Pendant des décennies, le journaliste et auteur Michael Pollan a exploré les limites de l’expérience humaine, examinant notre lien avec le monde naturel et l’essence même de l’être. Son dernier ouvrage, A World Appears: A Journey into Consciousness, aborde l’une des questions les plus anciennes et les plus insolubles de l’humanité : qu’est-ce que la conscience ? Et, de plus en plus, est-il important que les machines le possèdent ?
Dans une récente conversation avec Scientific American, Pollan a parlé de ses recherches, du nombre déconcertant de théories entourant la conscience (actuellement au moins 22, certaines études suggérant jusqu’à 29) et des implications de l’intelligence artificielle qui se rapproche rapidement de ce que beaucoup considèrent comme le seuil de la sensibilité.
Le problème de la preuve
La principale difficulté, comme l’explique Pollan, réside dans la subjectivité inhérente à la conscience. La science excelle dans la réduction de phénomènes complexes à des composants mesurables – matière, énergie, activité cérébrale – mais la conscience résiste à cette réduction. Nous pouvons observer des corrélats de la conscience (des scanners cérébraux s’allument, des comportements indiquant une conscience) mais nous ne pouvons pas accéder à l’expérience elle-même chez un autre être, même un autre humain.
Cela crée une impasse fondamentale. Comme le note Pollan, faisant écho à Descartes, « la seule chose dont nous pouvons être sûrs est le fait que nous existons et que nous sommes conscients ». Tout le reste reste une inférence. Il ne s’agit pas là d’une simple dispute académique. L’incapacité de prouver définitivement la conscience chez les autres (ou les machines) complique considérablement les considérations éthiques. Si l’IA devient capable d’expérience subjective, quels droits devrait-elle avoir, le cas échéant ?
Le changement vers le sentiment
Traditionnellement, la recherche de la conscience se concentrait sur les fonctions corticales supérieures : pensée rationnelle, logique, langage. Cependant, des recherches récentes, défendues par des neurologues comme Antonio Damasio et Mark Solms, suggèrent que la conscience pourrait provenir du sentiment. Les travaux de Damasio dans les années 1990, suivis par l’exploration de Solms sur la partie supérieure du tronc cérébral, postulent que la conscience n’est pas uniquement le produit d’une cognition avancée, mais qu’elle est enracinée dans des états affectifs fondamentaux.
Ce changement est important car il étend le potentiel de conscience au-delà des humains et même des mammifères. Si le sentiment est le fondement de l’expérience subjective, alors beaucoup plus d’espèces pourraient être conscientes qu’on ne le pensait auparavant. Et surtout, cela ouvre la porte à la possibilité d’une conscience artificielle.

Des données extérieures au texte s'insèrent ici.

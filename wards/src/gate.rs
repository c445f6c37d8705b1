use std::sync::Arc;

use serde::Serialize;
use thiserror::Error;
use tracing::{info, warn};

use crate::model::AccessDecision;
use crate::policy::AccessPolicy;
use crate::store::{Credentials, IdentityError, IdentityProvider, Session};

#[derive(Error, Debug)]
pub enum GateError {
    #[error("sign-in failed: {0}")]
    SignIn(#[from] IdentityError),
}

#[derive(Debug, Clone, Serialize)]
#[serde(tag = "outcome", rename_all = "lowercase")]
pub enum LoginOutcome {
    Admitted {
        session: Session,
        decision: AccessDecision,
    },
    /// The session was signed out again; the decision explains why.
    Denied { decision: AccessDecision },
    NoSession,
}

impl LoginOutcome {
    pub fn is_admitted(&self) -> bool {
        matches!(self, LoginOutcome::Admitted { .. })
    }

    pub fn decision(&self) -> Option<&AccessDecision> {
        match self {
            LoginOutcome::Admitted { decision, .. } | LoginOutcome::Denied { decision } => {
                Some(decision)
            }
            LoginOutcome::NoSession => None,
        }
    }
}

/// Runs the access policy on every explicit login and every session restore,
/// signing the session out again when access is denied.
pub struct LoginGate<I: IdentityProvider + ?Sized> {
    identity: Arc<I>,
    policy: Arc<AccessPolicy>,
}

impl<I: IdentityProvider + ?Sized> LoginGate<I> {
    pub fn new(identity: Arc<I>, policy: Arc<AccessPolicy>) -> Self {
        Self { identity, policy }
    }

    pub async fn login(&self, credentials: &Credentials) -> Result<LoginOutcome, GateError> {
        let session = self.identity.sign_in(credentials).await?;
        Ok(self.admit(session).await)
    }

    pub async fn restore(&self) -> Result<LoginOutcome, GateError> {
        match self.identity.current_session().await? {
            Some(session) => Ok(self.admit(session).await),
            None => Ok(LoginOutcome::NoSession),
        }
    }

    async fn admit(&self, session: Session) -> LoginOutcome {
        let decision = self
            .policy
            .check_access(&session.principal.id, &session.principal.email)
            .await;

        if decision.granted {
            info!(principal = %session.principal.id, "session admitted");
            return LoginOutcome::Admitted { session, decision };
        }

        if let Err(e) = self.identity.sign_out().await {
            warn!(principal = %session.principal.id, error = %e, "forced sign-out failed");
        }
        LoginOutcome::Denied { decision }
    }
}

IA, drogues et expérience simulée
Solms dirige actuellement une équipe qui tente d’intégrer la conscience dans une IA en la soumettant à des besoins simulés contradictoires. L’idée est que les conflits non résolus génèrent une « incertitude ressentie » – la définition de Solms de la conscience. Il envisage même de simuler les effets des drogues sur l’IA, estimant que le désir irrationnel et la recherche du plaisir sont les caractéristiques de l’expérience subjective.
Pollan est sceptique, soulignant les dangers d’assimiler la simulation à la réalité. “Si vous simulez quelque chose, c’est aussi bon que la réalité” est une hypothèse dangereuse, affirme-t-il. L’IA peut exceller dans des tâches comme les échecs ou le Go, démontrant une véritable intelligence, mais simuler un trou noir n’en fait pas un. L’expérience qualitative d’être conscient, de se sentir rouge, reste insaisissable.
L’avenir de la recherche sur la conscience
Le domaine reste malheureusement ambigu. Les tentatives passées pour prouver ou réfuter définitivement les théories de la conscience (comme les collaborations contradictoires de la Fondation Templeton) n’ont donné aucune réponse claire. Mais l’explosion de la recherche, stimulée par le développement de l’IA, oblige les scientifiques à se confronter aux limites des méthodologies actuelles.
Pollan suggère qu’une « révolution scientifique » pourrait être nécessaire, une révolution qui reconnaîtrait la subjectivité inhérente de la conscience plutôt que de tenter de l’éliminer. Peut-être, comme il le propose, devons-nous trouver des moyens d’étudier la conscience « de l’intérieur » plutôt que d’un « point de vue fictif de nulle part ».
En conclusion, la question de la conscience reste sans réponse. Cependant, cette quête pousse la science à ses limites, nous obligeant à reconsidérer non seulement ce que signifie être en vie, mais aussi ce que signifie savoir que nous le sommes. Les enjeux sont élevés, car l’avenir de l’IA et nos obligations éthiques à son égard dépendent de la résolution de ce mystère le plus fondamental.